Cricket, he says, does not have a divine right to be popular. He is right. Even those of us who had supposed that God was an Englishman have had our faith questioned by the performance of our national team in recent years. He would do well to remember, however, that the Church of England, which has a greater claim to a divine providence than the ECB, has also dabbled with gimmickry – trendy vicars, pop music, a hideous modern liturgy – and been rewarded not by a new following, but ridicule.
Research, he says, shows that the public wants an “all-round entertainment experience”.
Clip-boarded researcher to New Brit respondent: “Excuse me, sir, We are a conducting a survey.”
“We would like to know what you would like from a cricket match.”
“My preference would be for an all-round entertainment experience.”
“Thank you. Would that be in a leading edge, multi-faceted, outdoor scenario situation?”
Cricket, unvarnished, unadorned, is an all-round entertainment experience. But you have to take the trouble to understand it. You don’t like Mozart? Well, never mind, we’ll change the notes and dress the orchestra in salmon-pink leotards. Puccini not to your taste? Suppose we throw in some belly dancing? (Not that that would in any way devalue the intrinsic nature and spirit of the music.) People who want an all-round entertainment experience of the kind envisaged by the ECB and Channel 4, should go to Alton Towers, or, if we are going to be really sadistic about this, the Dome.

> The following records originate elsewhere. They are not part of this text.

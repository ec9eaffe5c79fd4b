pub mod error;
pub mod handle;
pub mod identity;
pub mod result;

pub use error::*;
pub use handle::{Handle, HandleRejection};
pub use identity::*;
pub use result::*;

Read ridicules my assertion that marketing and sport do not mix. Yet the history and antecedents of most sports in this country, and certainly of cricket, predate notions of marketing by centuries. And whereas a packet of crisps or a pot of noodles may brush with marketing and come away relatively unscathed, sport is diminished by the experience. Who can look upon modern football and say that all is well? Is cricket really so desperate that it must woo the forces of oikdom and to hell with the consequences? Far better to accept that this wonderful game, much of whose appeal lies in its aesthetics, its accretion of history, is a minority sport and best left that way. I am not talking about the one-day game, which is a no more than a parody of the real thing. Here the forces of marketing have been let loose and have produced something that resembles a distant, disreputable cousin of cricket. Worse still, whenever this unwanted relative pops up, he comes in the guise of a colour blind cross-dresser with a taste for noisy music. When the ECB boasts that its “marketing initiatives” are aimed at attracting new followers of the game, it is to this freak that they are effecting an introduction. Nothing wrong with that, provided it is understood that what is on offer is a version of the game so far removed from the original that the former Australian captain Allan Border said it should be called something other than cricket.
If there is anything of value to be found in the limited overs game it is that it may attract young people who will then go on to understand, experience, enjoy, and, best of all, play cricket. That is fine and to be welcomed, with the proviso that the integrity of test match cricket is respected. When it comes to “marketing initiatives” there should be no blurring of the border between the limited overs knockabout and the longer versions of the game. The reggae concert at Lord’s, mounted at the behest of C4, which is no stranger to tackiness, was the first sign that the boundary may be breached. That is why I, and others who love this great game, were so alarmed.
However, I now know the name of the culprit for whom the drums will roll and the tumbrel call. He is the ECB marketing director “Terry” Blake.
As for Mr Read, he should be taken to a reggae concert, dressed in colourful garb and strapped to the bass speaker. But only, of course, as part of an all-round entertainment experience.